*Your assignment:* Among the entries below, count the lines with "server" in them and state the total without comment.

Top of Supplied material

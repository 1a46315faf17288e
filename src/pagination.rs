//! Typed pagination envelope returned by list endpoints.

use std::collections::BTreeSet;

use serde::Serialize;
use serde_json::Value;

use crate::errors::MappingError;
use crate::forms::page::PageParams;

const PAGINATION_SCHEMA: &str = "PaginationModel";

/// Pages always linked at each end of the table navigation.
const EDGE_PAGES: u64 = 2;
/// Pages linked before the current one.
const PAGES_BEFORE: u64 = 2;
/// Pages linked after the current one.
const PAGES_AFTER: u64 = 4;

/// Linked page numbers for `current_page` out of `last_page`, `None` marks a gap.
///
/// An out-of-range `current_page` is clamped to the nearest existing page.
fn page_window(last_page: u64, current_page: u64) -> Vec<Option<u64>> {
    if last_page == 0 {
        return Vec::new();
    }

    let current = current_page.clamp(1, last_page);
    let linked: BTreeSet<u64> = [
        1..=EDGE_PAGES.min(last_page),
        current.saturating_sub(PAGES_BEFORE).max(1)
            ..=current.saturating_add(PAGES_AFTER).min(last_page),
        last_page.saturating_sub(EDGE_PAGES - 1).max(1)..=last_page,
    ]
    .into_iter()
    .flatten()
    .collect();

    let mut window = Vec::with_capacity(linked.len() + 2);
    let mut previous = 0;
    for page in linked {
        if page - previous > 1 {
            window.push(None);
        }
        window.push(Some(page));
        previous = page;
    }
    window
}

/// A page of mapped items together with the server-side total.
///
/// `items` keeps the order the server returned and is never truncated locally.
#[derive(Debug, Clone, PartialEq, Serialize)]
#[serde(rename_all = "camelCase")]
pub struct Page<T> {
    pub total_items: u64,
    pub items: Vec<T>,
}

impl<T> Page<T> {
    pub fn new(total_items: u64, items: Vec<T>) -> Self {
        Self { total_items, items }
    }

    /// Builds a page from a raw `{totalItems, items}` payload, mapping every item in order.
    pub fn from_pagination<F>(payload: &Value, map_item: F) -> Result<Self, MappingError>
    where
        F: FnMut(&Value) -> Result<T, MappingError>,
    {
        let object = payload.as_object().ok_or(MappingError::NotAnObject {
            schema: PAGINATION_SCHEMA,
        })?;

        let total_items = object
            .get("totalItems")
            .and_then(Value::as_u64)
            .ok_or_else(|| MappingError::Decode {
                schema: PAGINATION_SCHEMA,
                message: "`totalItems` must be a non-negative integer".to_string(),
            })?;

        let items = match object.get("items") {
            None | Some(Value::Null) => Vec::new(),
            Some(Value::Array(raw)) => raw.iter().map(map_item).collect::<Result<_, _>>()?,
            Some(_) => {
                return Err(MappingError::Decode {
                    schema: PAGINATION_SCHEMA,
                    message: "`items` must be an array".to_string(),
                });
            }
        };

        Ok(Self { total_items, items })
    }

    pub fn map<U, F>(self, f: F) -> Page<U>
    where
        F: FnMut(T) -> U,
    {
        Page {
            total_items: self.total_items,
            items: self.items.into_iter().map(f).collect(),
        }
    }

    pub fn len(&self) -> usize {
        self.items.len()
    }

    pub fn is_empty(&self) -> bool {
        self.items.is_empty()
    }

    /// Number of pages needed to show `total_items` with `page_size` rows each.
    pub fn total_pages(&self, page_size: u64) -> u64 {
        if page_size == 0 {
            return 0;
        }
        self.total_items.div_ceil(page_size)
    }

    /// Page links for a table showing `current_page` (1-based) of `page_size` rows.
    pub fn page_window(&self, page_size: u64, current_page: u64) -> Vec<Option<u64>> {
        page_window(self.total_pages(page_size), current_page)
    }

    /// The page as rendered for the listing `params` requested.
    pub fn view(&self, params: &PageParams) -> PageView<'_, T> {
        PageView {
            total_items: self.total_items,
            current_page: params.current_page(),
            pages: self.page_window(params.max_results, params.current_page()),
            items: &self.items,
        }
    }
}

/// A listing page together with its navigation links.
#[derive(Debug, Serialize)]
#[serde(rename_all = "camelCase")]
pub struct PageView<'a, T> {
    pub total_items: u64,
    pub current_page: u64,
    pub pages: Vec<Option<u64>>,
    pub items: &'a [T],
}

#[cfg(test)]
mod tests {
    use serde_json::json;

    use super::*;

    fn as_label(value: &Value) -> Result<String, MappingError> {
        value
            .as_str()
            .map(str::to_uppercase)
            .ok_or_else(|| MappingError::Decode {
                schema: "Label",
                message: "not a string".to_string(),
            })
    }

    #[test]
    fn preserves_item_order_and_count() {
        let payload = json!({ "totalItems": 10, "items": ["a", "b", "c"] });

        let page = Page::from_pagination(&payload, as_label).unwrap();

        assert_eq!(page.total_items, 10);
        assert_eq!(page.items, ["A", "B", "C"]);
    }

    #[test]
    fn missing_items_yield_empty_page() {
        let page = Page::from_pagination(&json!({ "totalItems": 0 }), as_label).unwrap();

        assert!(page.is_empty());
    }

    #[test]
    fn item_mapping_failure_aborts_page() {
        let payload = json!({ "totalItems": 2, "items": ["a", 1] });

        assert!(Page::from_pagination(&payload, as_label).is_err());
    }

    #[test]
    fn rejects_negative_total() {
        let err = Page::from_pagination(&json!({ "totalItems": -1, "items": [] }), as_label)
            .unwrap_err();

        assert!(matches!(err, MappingError::Decode { schema: "PaginationModel", .. }));
    }

    #[test]
    fn window_collapses_distant_pages() {
        let page: Page<()> = Page::new(200, Vec::new());

        assert_eq!(page.total_pages(10), 20);
        assert_eq!(
            page.page_window(10, 10),
            [
                Some(1),
                Some(2),
                None,
                Some(8),
                Some(9),
                Some(10),
                Some(11),
                Some(12),
                Some(13),
                Some(14),
                None,
                Some(19),
                Some(20)
            ]
        );
    }

    #[test]
    fn short_listings_link_every_page() {
        let page: Page<()> = Page::new(45, Vec::new());

        assert_eq!(page.page_window(20, 1), [Some(1), Some(2), Some(3)]);
    }

    #[test]
    fn current_page_past_the_end_is_clamped() {
        let page: Page<()> = Page::new(10, Vec::new());

        assert_eq!(
            page.page_window(1, u64::MAX),
            [Some(1), Some(2), None, Some(8), Some(9), Some(10)]
        );
        assert_eq!(page.page_window(1, 0), page.page_window(1, 1));
    }

    #[test]
    fn window_is_empty_without_items() {
        let page: Page<()> = Page::new(0, Vec::new());

        assert!(page.page_window(20, 1).is_empty());
        assert_eq!(page.total_pages(0), 0);
    }

    #[test]
    fn view_follows_requested_offset() {
        let page = Page::new(100, vec!["a", "b"]);

        let view = page.view(&PageParams {
            start_index: 40,
            max_results: 20,
        });

        assert_eq!(
            serde_json::to_value(&view).unwrap(),
            json!({
                "totalItems": 100,
                "currentPage": 3,
                "pages": [1, 2, 3, 4, 5],
                "items": ["a", "b"]
            })
        );
    }
}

Bottom of Supplied material

*Task output:* 2